Archivo mensual: enero 2011

Mi padre

Escribí esto hace cinco años. Han pasado muchas cosas desde entonces, pero afortunadamente ninguna tan mala como la de aquel 27 de enero. Llovía, por cierto, mucho más que hoy (llovía a mares).

Seguramente, cinco años después escribiría otras cosas, o de otra forma, pero creo que si escribí esto es porque debía hacerlo.

Para quien no tuvo la suerte de conocer a mi padre, o para recordárselo a quien lo conoció.

Mi padre

Muchas veces he pensado en este momento, el de enfrentarme a un folio en blanco para escribir sobre mi padre. He pensado mucho en ello, pero nunca me planteé qué hacer cuando llegara el día. Ahora me veo en la tesitura, y no me queda otra que empezar diciendo que mi padre no era mi amigo: era mi padre, y como tal ejerció su papel a sabiendas de que debía convertirme en un hombre. Yo lo sabía, y así ejercí de hijo, lo mejor que pude, hasta que mi padre fue padre de un hombre y, aún siendo hijo, empecé a comportarme como un hombre.

Mi padre fue una buena persona, un buen amigo de los muchos que tuvo y, sobre todo, un buen padre. Exigente siempre, duro cuando fue necesario, entregado a sus hijos toda su vida, y también a su trabajo, y a mi madre. Vivió como pudo lo mejor que pudo, sin saber que la vida le iba a deparar tan malos momentos, y aún en los malos momentos luchó por seguir viviendo, de nuevo como pudo, hasta que no pudo más.

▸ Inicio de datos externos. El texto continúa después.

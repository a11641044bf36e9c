/*
This file is part of the Building Aggregration Tool
Copyright (C) 2022 Novel-T

The Building Aggregration Tool is free software: you can redistribute it and/or modify
it under the terms of the GNU General Public License as published by
the Free Software Foundation, either version 3 of the License, or
(at your option) any later version.

This program is distributed in the hope that it will be useful,
but WITHOUT ANY WARRANTY; without even the implied warranty of
MERCHANTABILITY or FITNESS FOR A PARTICULAR PURPOSE.  See the
GNU General Public License for more details.

You should have received a copy of the GNU General Public License
along with this program.  If not, see <http://www.gnu.org/licenses/>.
*/

//! Per-view cache: a SHA-1 signature over canonical view metadata
//! plus the sorted set of visible element ids, stored alongside a
//! SHA-256 config hash that invalidates the *whole* cache file on any
//! config change — a stale partial cache is worse than no cache.

use std::collections::HashMap;
use std::fs;
use std::io::Write;
use std::path::PathBuf;

use sha1::Sha1;
use sha2::{Digest, Sha256};

use crate::capability::ViewInfo;
use crate::config::Config;
use crate::error::{VopError, VopResult};

pub const EXPORTER_VERSION: &str = "1.0.0";

fn hex_prefix(digest: &[u8], n: usize) -> String {
    let full: String = digest.iter().map(|b| format!("{:02x}", b)).collect();
    full[..n.min(full.len())].to_string()
}

fn view_kind_label(kind: crate::capability::ViewKind) -> &'static str {
    use crate::capability::ViewKind::*;
    match kind {
        FloorPlan => "floor_plan",
        CeilingPlan => "ceiling_plan",
        Section => "section",
        Elevation => "elevation",
        ThreeD => "three_d",
        Drafting => "drafting",
        Legend => "legend",
        Schedule => "schedule",
        Unknown => "unknown",
    }
}

/// Crop geometry folded into the signature at 2-decimal precision: small
/// floating jitter from re-derived transforms shouldn't force a cache miss.
fn crop_fingerprint(view: &ViewInfo) -> String {
    match &view.crop_box {
        Some(c) if c.active => format!(
            "{:.2},{:.2},{:.2}-{:.2},{:.2},{:.2}",
            c.min.x, c.min.y, c.min.z, c.max.x, c.max.y, c.max.z
        ),
        _ => "none".to_string(),
    }
}

/// SHA-256, first 8 hex chars, of the config's hashable JSON projection.
pub fn compute_config_hash(cfg: &Config) -> String {
    let json = cfg.to_hashable_json();
    let bytes = serde_json::to_vec(&json).expect("config json always serializes");
    let mut hasher = Sha256::new();
    hasher.update(&bytes);
    hex_prefix(&hasher.finalize(), 8)
}

/// SHA-1, first 8 hex chars, of canonical view metadata plus every visible
/// element id (included or not — a newly-excluded element still changes
/// what the view would render once policy catches up).
pub fn compute_view_signature(view: &ViewInfo, visible_element_ids: &[i64]) -> String {
    let mut sorted_ids = visible_element_ids.to_vec();
    sorted_ids.sort_unstable();
    let ids_str = sorted_ids
        .iter()
        .map(|id| id.to_string())
        .collect::<Vec<_>>()
        .join(",");

    let canonical = format!(
        "{}|{}|{}|{}|{}|{}|{}|{}",
        view_kind_label(view.kind),
        view.scale,
        view.detail_level,
        view.template_id,
        view.discipline,
        view.phase,
        crop_fingerprint(view),
        ids_str,
    );

    let mut hasher = Sha1::new();
    hasher.update(canonical.as_bytes());
    hex_prefix(&hasher.finalize(), 8)
}

#[derive(Debug, Clone, serde::Serialize, serde::Deserialize)]
pub struct CachedViewEntry {
    pub view_signature: String,
    /// Non-metrics provenance for the view (bounds resolution reason, cap
    /// state, ...); restored verbatim on a cache hit instead of guessed.
    pub row_payload: serde_json::Value,
    pub metrics: serde_json::Value,
    pub timings: serde_json::Value,
    pub cached_utc: f64,
}

#[derive(Debug, Clone, serde::Serialize, serde::Deserialize)]
struct CacheFile {
    exporter_version: String,
    config_hash: String,
    project_guid: String,
    #[serde(default)]
    views: HashMap<String, CachedViewEntry>,
}

/// A lookup result, distinguishing a clean hit from every flavor of miss so
/// callers can log *why* they recomputed.
#[derive(Debug, Clone, PartialEq, Eq)]
pub enum CacheLookup {
    Hit,
    MissNoFile,
    MissWholeCacheInvalidated,
    MissViewNotCached,
    MissSignatureChanged,
}

pub struct ViewCache {
    dir: PathBuf,
    project_guid: String,
    config_hash: String,
}

impl ViewCache {
    pub fn new(cfg: &Config, project_guid: &str) -> Self {
        ViewCache {
            dir: PathBuf::from(&cfg.view_cache_dir),
            project_guid: project_guid.to_string(),
            config_hash: compute_config_hash(cfg),
        }
    }

    fn file_path(&self) -> PathBuf {
        self.dir.join("view_cache.json")
    }

    fn load_file(&self) -> Result<CacheFile, CacheLookup> {
        let path = self.file_path();
        let data = fs::read_to_string(&path).map_err(|_| CacheLookup::MissNoFile)?;
        let file: CacheFile =
            serde_json::from_str(&data).map_err(|_| CacheLookup::MissWholeCacheInvalidated)?;

        if file.exporter_version != EXPORTER_VERSION
            || file.config_hash != self.config_hash
            || file.project_guid != self.project_guid
        {
            return Err(CacheLookup::MissWholeCacheInvalidated);
        }
        Ok(file)
    }

    /// Looks up a cached result, returning both the classification and (on
    /// a hit) the full cached entry, including row payload and timings.
    pub fn lookup(&self, view_id: i64, signature: &str) -> (CacheLookup, Option<CachedViewEntry>) {
        let file = match self.load_file() {
            Ok(f) => f,
            Err(miss) => return (miss, None),
        };

        match file.views.get(&view_id.to_string()) {
            None => (CacheLookup::MissViewNotCached, None),
            Some(entry) if entry.view_signature == signature => {
                (CacheLookup::Hit, Some(entry.clone()))
            }
            Some(_) => (CacheLookup::MissSignatureChanged, None),
        }
    }

    /// Writes (or updates) one view's entry, atomically: a temp file plus a
    /// rename, so a crash mid-write never leaves a half-written cache.
    pub fn store(
        &self,
        view_id: i64,
        signature: &str,
        row_payload: serde_json::Value,
        metrics: serde_json::Value,
        timings: serde_json::Value,
    ) -> VopResult<()> {
        fs::create_dir_all(&self.dir).map_err(|e| VopError::CacheSave {
            path: self.dir.display().to_string(),
            source: e,
        })?;

        let mut file = self.load_file().unwrap_or_else(|_| CacheFile {
            exporter_version: EXPORTER_VERSION.to_string(),
            config_hash: self.config_hash.clone(),
            project_guid: self.project_guid.clone(),
            views: HashMap::new(),
        });

        let cached_utc = std::time::SystemTime::now()
            .duration_since(std::time::UNIX_EPOCH)
            .map(|d| d.as_secs_f64())
            .unwrap_or(0.0);

        file.views.insert(
            view_id.to_string(),
            CachedViewEntry {
                view_signature: signature.to_string(),
                row_payload,
                metrics,
                timings,
                cached_utc,
            },
        );

        let path = self.file_path();
        let tmp_path = self.dir.join(format!(".view_cache.json.{}.tmp", std::process::id()));

        let json = serde_json::to_string_pretty(&file)?;
        {
            let mut f = fs::File::create(&tmp_path).map_err(|e| VopError::CacheSave {
                path: tmp_path.display().to_string(),
                source: e,
            })?;
            f.write_all(json.as_bytes())
                .map_err(|e| VopError::CacheSave {
                    path: tmp_path.display().to_string(),
                    source: e,
                })?;
        }
        fs::rename(&tmp_path, &path).map_err(|e| VopError::CacheSave {
            path: path.display().to_string(),
            source: e,
        })?;

        Ok(())
    }
}

#[cfg(test)]
mod test {
    use super::*;
    use crate::capability::{CropBox, ViewKind};
    use glam::DVec3;

    fn view() -> ViewInfo {
        ViewInfo {
            id: 1,
            name: "Level 1".to_string(),
            kind: ViewKind::FloorPlan,
            is_template: false,
            scale: 96,
            discipline: "Architectural".to_string(),
            phase: "New".to_string(),
            detail_level: "Medium".to_string(),
            template_id: -1,
            origin: DVec3::ZERO,
            right: DVec3::X,
            up: DVec3::Y,
            view_direction: DVec3::new(0.0, 0.0, -1.0),
            crop_box: None,
            annotation_crop_active: false,
            cut_plane_elevation: Some(4.0),
        }
    }

    #[test]
    fn signature_is_stable_for_same_input() {
        let v = view();
        let a = compute_view_signature(&v, &[3, 1, 2]);
        let b = compute_view_signature(&v, &[1, 2, 3]);
        assert_eq!(a, b, "id order must not affect the signature");
        assert_eq!(a.len(), 8);
    }

    #[test]
    fn signature_changes_with_crop() {
        let mut v = view();
        let base = compute_view_signature(&v, &[1]);
        v.crop_box = Some(CropBox {
            min: DVec3::ZERO,
            max: DVec3::new(10.0, 10.0, 0.0),
            transform: None,
            active: true,
        });
        let cropped = compute_view_signature(&v, &[1]);
        assert_ne!(base, cropped);
    }

    #[test]
    fn config_hash_changes_with_config() {
        let a = compute_config_hash(&Config::default());
        let mut cfg = Config::default();
        cfg.tiny_max = 99;
        let b = compute_config_hash(&cfg);
        assert_ne!(a, b);
        assert_eq!(a.len(), 8);
    }

    #[test]
    fn config_hash_ignores_cache_location_fields() {
        let mut cfg = Config::default();
        let a = compute_config_hash(&cfg);
        cfg.view_cache_dir = "/somewhere/else".to_string();
        let b = compute_config_hash(&cfg);
        assert_eq!(a, b);
    }

    #[test]
    fn store_then_lookup_roundtrips_and_detects_signature_change() {
        let tmp = std::env::temp_dir().join(format!("vop_cache_test_{}", std::process::id()));
        let _ = fs::remove_dir_all(&tmp);
        let mut cfg = Config::default();
        cfg.view_cache_dir = tmp.display().to_string();

        let cache = ViewCache::new(&cfg, "guid-1");
        let v = view();
        let sig = compute_view_signature(&v, &[1, 2, 3]);
        cache
            .store(
                1,
                &sig,
                serde_json::json!({"bounds_reason": "crop"}),
                serde_json::json!({"total_cells": 42}),
                serde_json::json!({"total_s": 0.01}),
            )
            .unwrap();

        let (status, entry) = cache.lookup(1, &sig);
        assert_eq!(status, CacheLookup::Hit);
        let entry = entry.unwrap();
        assert_eq!(entry.metrics["total_cells"], 42);
        assert_eq!(entry.row_payload["bounds_reason"], "crop");
        assert!(entry.cached_utc > 0.0);

        let other_sig = compute_view_signature(&v, &[1, 2, 3, 4]);
        let (status2, entry2) = cache.lookup(1, &other_sig);
        assert_eq!(status2, CacheLookup::MissSignatureChanged);
        assert!(entry2.is_none());

        fs::remove_dir_all(&tmp).ok();
    }

    #[test]
    fn config_change_invalidates_whole_cache() {
        let tmp = std::env::temp_dir().join(format!("vop_cache_test2_{}", std::process::id()));
        let _ = fs::remove_dir_all(&tmp);
        let mut cfg = Config::default();
        cfg.view_cache_dir = tmp.display().to_string();

        let cache = ViewCache::new(&cfg, "guid-1");
        let v = view();
        let sig = compute_view_signature(&v, &[1]);
        cache
            .store(
                1,
                &sig,
                serde_json::json!({}),
                serde_json::json!({"total_cells": 1}),
                serde_json::json!({}),
            )
            .unwrap();

        let mut cfg2 = cfg.clone();
        cfg2.tiny_max = 77;
        let cache2 = ViewCache::new(&cfg2, "guid-1");
        let (status, _) = cache2.lookup(1, &sig);
        assert_eq!(status, CacheLookup::MissWholeCacheInvalidated);

        fs::remove_dir_all(&tmp).ok();
    }
}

El largo y sin embargo corto camino de su vida lo trazó recto, y en mitad de aquella senda me encuentro caminando ahora, sin su compañía pero sabiendo que mira cada paso que doy con el solo objetivo de ser como él. Mi padre fue un hombre ejemplar, y su ejemplo brilla con luz propia para alumbrarme, y me gusta seguir su estela aún sabiendo que nunca llegaré a ser como él, pero que al menos lo intentaré. Sigo sintiéndolo a mi lado, observando lo que hago de forma callada, esperando a que me tropiece y me levante por mí mismo, mirando cómo vivo, cómo trabajo, cómo siento, pienso o hablo. Mi padre sigue conmigo aguardando el momento en el que ofrecerme su ayuda, que siempre fue sincera y por la que jamás pidió contrapartida.

Mi padre empezó a trabajar cuando apenas era un adolescente, lo propio de la época, y desde entonces siguió por el mismo camino en el que decidió andar con tan sólo 14 años de edad, el de la rectitud, el tesón, el compañerismo… el del trabajo y la entrega a su familia, a toda cuán grande era. Decidió que ayudar a los demás era una buena forma de sentirse bien consigo mismo y con el mundo, y así anduvo entregando su empeño y su tiempo a todos los que por el motivo que fuera se lo pedían. Siempre sin pedir nada a cambio, siempre tenaz, siempre eficaz. Logró enderezar alguna que otra vida que se había truncado, y nunca se llevo nada ni nadie por el camino. No le conozco enemigo, ni siquiera le recuerdo sintiendo alguna vez rencor ni ánimo de venganza, tampoco con quien le hizo mal, que los hubo, aunque pocos.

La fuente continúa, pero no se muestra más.